The former Munster and Ireland outhalf is now in his fifth season as a coach and already has one Top 14 title to his credit, at Racing 92. Having initially arrived at the French club as skills and kicking coach, O'Gara stepped up to take over the defence role too. Earlier this year, he was invited to join Ireland on the American leg of their tour under Joe Schmidt.
His coaching and man management skills have earned wide praise and he has been linked with a return to Ireland, and Munster. The Cork native feels he has a lot more experience to pick up and lessons to learn yet.

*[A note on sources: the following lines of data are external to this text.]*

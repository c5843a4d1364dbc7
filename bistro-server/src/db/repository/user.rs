//! User Repository
//!
//! Loyalty counters on the user document are only ever moved with `+=`
//! updates so concurrent orders never clobber each other's increments.

use super::{BaseRepository, RepoError, RepoResult};
use crate::db::models::{User, VipTier};
use surrealdb::RecordId;
use surrealdb::Surreal;
use surrealdb::engine::local::Db;

#[derive(Clone)]
pub struct UserRepository {
    base: BaseRepository,
}

impl UserRepository {
    pub fn new(db: Surreal<Db>) -> Self {
        Self {
            base: BaseRepository::new(db),
        }
    }

    pub async fn create(&self, user: User) -> RepoResult<User> {
        let created: Option<User> = self.base.db().create("user").content(user).await?;
        created.ok_or_else(|| RepoError::Database("Failed to create user".to_string()))
    }

    pub async fn find_by_id(&self, id: &RecordId) -> RepoResult<User> {
        let user: Option<User> = self.base.db().select(id.clone()).await?;
        user.ok_or_else(|| RepoError::NotFound(format!("User not found: {}", id)))
    }

    /// Atomically bump the post-order counters
    pub async fn apply_order_counters(
        &self,
        id: &RecordId,
        points_delta: i64,
        amount_spent: f64,
    ) -> RepoResult<User> {
        let mut result = self
            .base
            .db()
            .query(
                "UPDATE $user SET \
                 loyalty_points += $points, \
                 total_spent += $amount, \
                 order_count += 1 \
                 RETURN AFTER",
            )
            .bind(("user", id.clone()))
            .bind(("points", points_delta))
            .bind(("amount", amount_spent))
            .await?;
        let users: Vec<User> = result.take(0)?;
        users
            .into_iter()
            .next()
            .ok_or_else(|| RepoError::NotFound(format!("User not found: {}", id)))
    }

    /// Deduct redeemed points from the running balance
    pub async fn deduct_points(&self, id: &RecordId, points: i64) -> RepoResult<User> {
        let mut result = self
            .base
            .db()
            .query("UPDATE $user SET loyalty_points -= $points RETURN AFTER")
            .bind(("user", id.clone()))
            .bind(("points", points))
            .await?;
        let users: Vec<User> = result.take(0)?;
        users
            .into_iter()
            .next()
            .ok_or_else(|| RepoError::NotFound(format!("User not found: {}", id)))
    }

    pub async fn set_vip_status(
        &self,
        id: &RecordId,
        tier: Option<VipTier>,
        since: Option<i64>,
        expires_at: Option<i64>,
    ) -> RepoResult<User> {
        let mut result = self
            .base
            .db()
            .query(
                "UPDATE $user SET \
                 is_vip = $is_vip, \
                 vip_tier = $tier, \
                 vip_since = $since, \
                 vip_expires_at = $expires_at \
                 RETURN AFTER",
            )
            .bind(("user", id.clone()))
            .bind(("is_vip", tier.is_some()))
            .bind(("tier", tier.map(|t| t.as_str().to_string())))
            .bind(("since", since))
            .bind(("expires_at", expires_at))
            .await?;
        let users: Vec<User> = result.take(0)?;
        users
            .into_iter()
            .next()
            .ok_or_else(|| RepoError::NotFound(format!("User not found: {}", id)))
    }

    /// Extend an existing VIP membership's expiry
    pub async fn set_vip_expiry(&self, id: &RecordId, expires_at: Option<i64>) -> RepoResult<User> {
        let mut result = self
            .base
            .db()
            .query("UPDATE $user SET vip_expires_at = $expires_at RETURN AFTER")
            .bind(("user", id.clone()))
            .bind(("expires_at", expires_at))
            .await?;
        let users: Vec<User> = result.take(0)?;
        users
            .into_iter()
            .next()
            .ok_or_else(|| RepoError::NotFound(format!("User not found: {}", id)))
    }
}
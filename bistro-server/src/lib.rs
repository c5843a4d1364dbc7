//! Bistro Server - 餐厅运营后端
//!
//! # 架构概述
//!
//! 本模块是 Bistro Server 的主入口，提供以下核心功能：
//!
//! - **订单编排** (`orders`): 下单流水线 (校验、定价、支付、配送、积分)
//! - **数据库** (`db`): 嵌入式 SurrealDB 存储
//! - **餐台** (`tables`): 餐台占用与超时释放
//! - **配送** (`dispatch`): 骑手分配与配送状态机
//! - **会员** (`loyalty`): 积分账户与 VIP 等级
//! - **HTTP API** (`api`): RESTful API 接口
//!
//! # 模块结构
//!
//! ```text
//! bistro-server/src/
//! ├── core/          # 配置、状态、服务器、后台任务
//! ├── api/           # HTTP 路由和处理器
//! ├── db/            # 数据库层 (models + repositories)
//! ├── orders/        # 订单编排器
//! ├── pricing/       # 折扣与价格计算
//! ├── geo/           # 距离与配送报价
//! ├── tables/        # 餐台分配器
//! ├── dispatch/      # 骑手调度
//! ├── loyalty/       # 积分与 VIP
//! ├── services/      # 外部服务 (Stripe/Twilio/Maps/Calendar)
//! └── utils/         # 错误、日志、工具函数
//! ```

pub mod api;
pub mod core;
pub mod db;
pub mod dispatch;
pub mod geo;
pub mod loyalty;
pub mod orders;
pub mod pricing;
pub mod services;
pub mod tables;
pub mod utils;

#[cfg(test)]
pub mod testing;

// Re-export 公共类型
pub use core::{Config, Server, ServerState};
pub use dispatch::RiderDispatch;
pub use geo::DeliveryEstimator;
pub use loyalty::LoyaltyService;
pub use orders::OrderOrchestrator;
pub use pricing::calculate_order_price;
pub use tables::TableAllocator;
pub use utils::{ApiResponse, AppError, AppResult, ErrorCode};

// Re-export logger functions
pub use utils::logger::{init_logger, init_logger_with_file};

/// 设置运行环境 (dotenv, 工作目录, 日志)
pub fn setup_environment() -> Result<(), Box<dyn std::error::Error>> {
    dotenv::dotenv().ok();

    let config = Config::from_env();
    std::fs::create_dir_all(&config.work_dir)?;

    let log_dir = config.log_dir();
    std::fs::create_dir_all(&log_dir)?;

    if config.is_production() {
        init_logger_with_file(None, log_dir.to_str());
    } else {
        init_logger();
    }

    Ok(())
}

pub fn print_banner() {
    println!(
        r#"
    ____  _      __
   / __ )(_)____/ /__________
  / __  / / ___/ __/ ___/ __ \
 / /_/ / (__  ) /_/ /  / /_/ /
/_____/_/____/\__/_/   \____/
    "#
    );
}
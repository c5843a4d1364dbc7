//! Rider Model

use super::serde_helpers;
use serde::{Deserialize, Serialize};
use surrealdb::RecordId;

/// Geographic coordinate
#[derive(Debug, Clone, Copy, PartialEq, Serialize, Deserialize)]
pub struct GeoPoint {
    pub lat: f64,
    pub lng: f64,
}

/// Delivery rider entity
///
/// A rider with `availability == false` should have at least one assigned
/// delivery pending completion; violations are tolerated, not fatal.
#[derive(Debug, Clone, Serialize, Deserialize)]
pub struct Rider {
    #[serde(
        default,
        with = "serde_helpers::option_record_id",
        skip_serializing_if = "Option::is_none"
    )]
    pub id: Option<RecordId>,
    pub name: String,
    pub phone: String,
    /// e.g. bike, car, van
    pub vehicle: String,
    #[serde(default = "default_true")]
    pub availability: bool,
    /// Last known location, updated by the rider app
    #[serde(default)]
    pub location: Option<GeoPoint>,
    #[serde(default, with = "serde_helpers::vec_record_id")]
    pub assigned_deliveries: Vec<RecordId>,
}

fn default_true() -> bool {
    true
}
//! Rider Dispatcher
//!
//! Candidates are ranked by straight-line distance from the rider's last
//! known position to the restaurant pickup point, ties broken by record id.
//! The winner is claimed with a compare-and-set; losing a claim race moves
//! on to the next-nearest candidate instead of failing the dispatch.

use crate::db::models::{Delivery, DeliveryStatus, GeoPoint, Rider};
use crate::db::repository::{DeliveryRepository, RiderRepository};
use crate::geo::haversine_km;
use crate::services::{SmsSender, notification::templates};
use crate::utils::{self, AppError, ErrorCode};
use std::sync::Arc;
use surrealdb::RecordId;

#[derive(Clone)]
pub struct RiderDispatch {
    riders: RiderRepository,
    deliveries: DeliveryRepository,
    sms: Arc<dyn SmsSender>,
    pickup_point: GeoPoint,
}

impl RiderDispatch {
    pub fn new(
        riders: RiderRepository,
        deliveries: DeliveryRepository,
        sms: Arc<dyn SmsSender>,
        pickup_point: GeoPoint,
    ) -> Self {
        Self {
            riders,
            deliveries,
            sms,
            pickup_point,
        }
    }

    /// Rank available riders nearest-first; riders without a known location
    /// sort last so they are only used when no positioned rider is free.
    fn rank(&self, mut riders: Vec<Rider>) -> Vec<Rider> {
        riders.sort_by(|a, b| {
            let da = a.location.map(|l| haversine_km(l, self.pickup_point));
            let db = b.location.map(|l| haversine_km(l, self.pickup_point));
            match (da, db) {
                (Some(x), Some(y)) => x
                    .partial_cmp(&y)
                    .unwrap_or(std::cmp::Ordering::Equal)
                    .then_with(|| id_key(a).cmp(&id_key(b))),
                (Some(_), None) => std::cmp::Ordering::Less,
                (None, Some(_)) => std::cmp::Ordering::Greater,
                (None, None) => id_key(a).cmp(&id_key(b)),
            }
        });
        riders
    }

    /// Assign the nearest free rider to `order_id` and create the delivery.
    pub async fn assign(
        &self,
        order_id: &RecordId,
        address: &str,
        eta_minutes: Option<i64>,
    ) -> Result<Delivery, AppError> {
        let candidates = self.rank(self.riders.find_available().await?);
        if candidates.is_empty() {
            return Err(AppError::new(ErrorCode::NoRidersAvailable));
        }

        for candidate in candidates {
            let Some(rider_id) = candidate.id.clone() else {
                continue;
            };
            // Lost the claim race: fall through to the next-nearest rider
            let Some(rider) = self.riders.claim(&rider_id).await? else {
                continue;
            };

            let delivery_id =
                RecordId::from_table_key("delivery", uuid::Uuid::new_v4().to_string());
            let delivery = Delivery {
                id: None,
                order_id: order_id.clone(),
                rider_id: rider_id.clone(),
                status: DeliveryStatus::Pending,
                location: None,
                eta_minutes,
                notes: None,
                created_at: utils::now_millis(),
            };
            // Delivery insert and rider link commit as one transaction;
            // a failure hands the claim back before surfacing the error
            let created = match self
                .deliveries
                .create_assigned(&delivery_id, delivery, &rider_id)
                .await
            {
                Ok(created) => created,
                Err(e) => {
                    if let Err(free_err) = self.riders.set_availability(&rider_id, true).await {
                        tracing::error!(
                            rider = %rider_id,
                            error = %free_err,
                            "Failed to release claimed rider"
                        );
                    }
                    return Err(e.into());
                }
            };

            tracing::info!(
                rider = %rider_id,
                order_id = %order_id,
                delivery = %delivery_id,
                "Rider assigned"
            );

            // Notification failure never unwinds the assignment
            let body = templates::delivery_assigned(&order_id.to_string(), address);
            if let Err(e) = self.sms.send(&rider.phone, &body).await {
                tracing::warn!(rider = %rider_id, error = %e, "Rider SMS failed");
            }

            return Ok(created);
        }

        Err(AppError::new(ErrorCode::NoRidersAvailable))
    }

    /// Move a delivery through its lifecycle; a terminal status frees the
    /// assigned rider.
    pub async fn update_status(
        &self,
        delivery_id: &RecordId,
        status: DeliveryStatus,
        location: Option<String>,
        notes: Option<String>,
    ) -> Result<Delivery, AppError> {
        let current = self.deliveries.find_by_id(delivery_id).await.map_err(|_| {
            AppError::new(ErrorCode::DeliveryNotFound)
        })?;
        if current.status.is_terminal() {
            return Err(AppError::with_message(
                ErrorCode::OrderStatusConflict,
                "Delivery already finished",
            ));
        }

        let updated = self
            .deliveries
            .update_status(delivery_id, status, location, notes)
            .await?;

        if status.is_terminal() {
            self.riders.free(&updated.rider_id, delivery_id).await?;
            tracing::info!(rider = %updated.rider_id, delivery = %delivery_id, "Rider freed");
        }

        Ok(updated)
    }
}

fn id_key(rider: &Rider) -> String {
    rider.id.as_ref().map(|id| id.to_string()).unwrap_or_default()
}

#[cfg(test)]
mod tests {
    use super::*;
    use crate::db::DbService;
    use crate::services::ServiceResult;
    use async_trait::async_trait;

    struct NullSms;

    #[async_trait]
    impl SmsSender for NullSms {
        async fn send(&self, _to: &str, _body: &str) -> ServiceResult<()> {
            Ok(())
        }
    }

    async fn setup(rider_lats: &[f64]) -> (RiderDispatch, RiderRepository) {
        let db = DbService::open_memory().await.unwrap();
        let riders = RiderRepository::new(db.db.clone());
        let deliveries = DeliveryRepository::new(db.db.clone());
        for (n, lat) in rider_lats.iter().enumerate() {
            riders
                .create(Rider {
                    id: None,
                    name: format!("rider-{n}"),
                    phone: format!("+23320000000{n}"),
                    vehicle: "bike".into(),
                    availability: true,
                    location: Some(GeoPoint { lat: *lat, lng: 0.0 }),
                    assigned_deliveries: vec![],
                })
                .await
                .unwrap();
        }
        let dispatch = RiderDispatch::new(
            riders.clone(),
            deliveries,
            Arc::new(NullSms),
            GeoPoint { lat: 0.0, lng: 0.0 },
        );
        (dispatch, riders)
    }

    fn order_id() -> RecordId {
        "orders:o1".parse().unwrap()
    }

    #[tokio::test]
    async fn assigns_nearest_rider() {
        // Latitude offsets put riders at roughly 356, 122 and 556 km
        let (dispatch, riders) = setup(&[3.2, 1.1, 5.0]).await;

        let delivery = dispatch
            .assign(&order_id(), "12 Oak St", Some(20))
            .await
            .unwrap();

        let rider = riders.find_by_id(&delivery.rider_id).await.unwrap();
        assert_eq!(rider.name, "rider-1");
        assert!(!rider.availability);
        assert_eq!(rider.assigned_deliveries.len(), 1);
        assert_eq!(delivery.status, DeliveryStatus::Pending);
    }

    #[tokio::test]
    async fn no_riders_is_an_error() {
        let (dispatch, _) = setup(&[]).await;
        let err = dispatch
            .assign(&order_id(), "12 Oak St", None)
            .await
            .unwrap_err();
        assert_eq!(err.code, ErrorCode::NoRidersAvailable);
    }

    #[tokio::test]
    async fn busy_riders_are_skipped() {
        let (dispatch, riders) = setup(&[1.0, 2.0]).await;
        // Claim the nearest rider out of band
        let all = riders.find_available().await.unwrap();
        let nearest = all
            .iter()
            .find(|r| r.name == "rider-0")
            .and_then(|r| r.id.clone())
            .unwrap();
        riders.claim(&nearest).await.unwrap();

        let delivery = dispatch.assign(&order_id(), "12 Oak St", None).await.unwrap();
        let assigned = riders.find_by_id(&delivery.rider_id).await.unwrap();
        assert_eq!(assigned.name, "rider-1");
    }

    #[tokio::test]
    async fn failed_delivery_insert_leaves_no_half_assignment() {
        let (dispatch, riders) = setup(&[1.0]).await;
        let delivery = dispatch.assign(&order_id(), "12 Oak St", None).await.unwrap();
        let delivery_id = delivery.id.clone().unwrap();

        // Re-inserting under an existing id fails as one unit: the rider's
        // delivery list keeps exactly the first assignment
        let dup = Delivery {
            id: None,
            order_id: "orders:o2".parse().unwrap(),
            rider_id: delivery.rider_id.clone(),
            status: DeliveryStatus::Pending,
            location: None,
            eta_minutes: None,
            notes: None,
            created_at: 0,
        };
        let result = dispatch
            .deliveries
            .create_assigned(&delivery_id, dup, &delivery.rider_id)
            .await;
        assert!(result.is_err());

        let rider = riders.find_by_id(&delivery.rider_id).await.unwrap();
        assert_eq!(rider.assigned_deliveries.len(), 1);
    }

    #[tokio::test]
    async fn terminal_status_frees_the_rider() {
        let (dispatch, riders) = setup(&[1.0]).await;
        let delivery = dispatch.assign(&order_id(), "12 Oak St", None).await.unwrap();
        let delivery_id = delivery.id.clone().unwrap();

        dispatch
            .update_status(&delivery_id, DeliveryStatus::InTransit, None, None)
            .await
            .unwrap();
        let rider = riders.find_by_id(&delivery.rider_id).await.unwrap();
        assert!(!rider.availability);

        dispatch
            .update_status(&delivery_id, DeliveryStatus::Delivered, None, None)
            .await
            .unwrap();
        let rider = riders.find_by_id(&delivery.rider_id).await.unwrap();
        assert!(rider.availability);
        assert!(rider.assigned_deliveries.is_empty());

        // Further updates are rejected
        let err = dispatch
            .update_status(&delivery_id, DeliveryStatus::Failed, None, None)
            .await
            .unwrap_err();
        assert_eq!(err.code, ErrorCode::OrderStatusConflict);
    }
}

On The Hard Yards, O'Gara engaged in an absolutely enthralling discussion on switching from player to coach, dealing with different egos and talents, and how McGahan's motto has proved so useful to him. Among the many topics covered were:
- Managing the training and playing load as an older player
- How Ulster have found an "absolute gem" in new head coach Jono Gibbes
- Established players taking on new roles and trying new positions to prolong their career
- Moves looking great on the training ground but all depending on winning contact - "You can't practice collisions Monday to Friday because, if you do, you're dead on the Saturday!"
On the subject of transitioning from player to coach, O'Gara said:
"The biggest challenge for me is, they respect you and what you have done but once the coaching starts it is a complete, new career. You have to educate and inform the players. A big think you have to keep in your head is what Dumper used to say - 'Never assume!' - you can never assume the other guy knows. You have to educate.
"Like if there's a scrum on the right-hand side, you don't assume that the number 11 knows where to stand because he might never have been told where to stand. If there's a midfield scrum, who's deciding if it's a 4-2 or a 3-3 defence? Five-man lineout - who takes who? As you begin to get into it, there's so much teaching."
Indeed, O'Gara remarked that if he was running plays with 17 backs, a survey after the training session would quickly tell you that different lads are taking different things from it. Distilling that message down is a huge challenge.
Indeed, as O'Gara warmed up he recalled how some players may say they understand only to prove otherwise in the heat of action while other, world-class players will approach a training day now like they did when they first broke into professional rugby.
"You get a guy like Joe Rokocoko in there and he's so humble. At times you talk to him and you feel like he's in his first year of rugby, because he has such a pleasant manner and is so respectful. And yet at times, you want to go to him, 'Joe, you're one of the best wingers in the world... just do it, y'know?!'
"But everyone needs coaching, guidance, and security and support. You have such a different array of characters, especially over here [in France] and that's why it is so interesting, and so rewarding."
Body language, too, is vital in driving a point home and it is an aspect of coaching that O'Gara is truly getting to grips with. The personal touch is key in getting a message across. Human nature dictates so much.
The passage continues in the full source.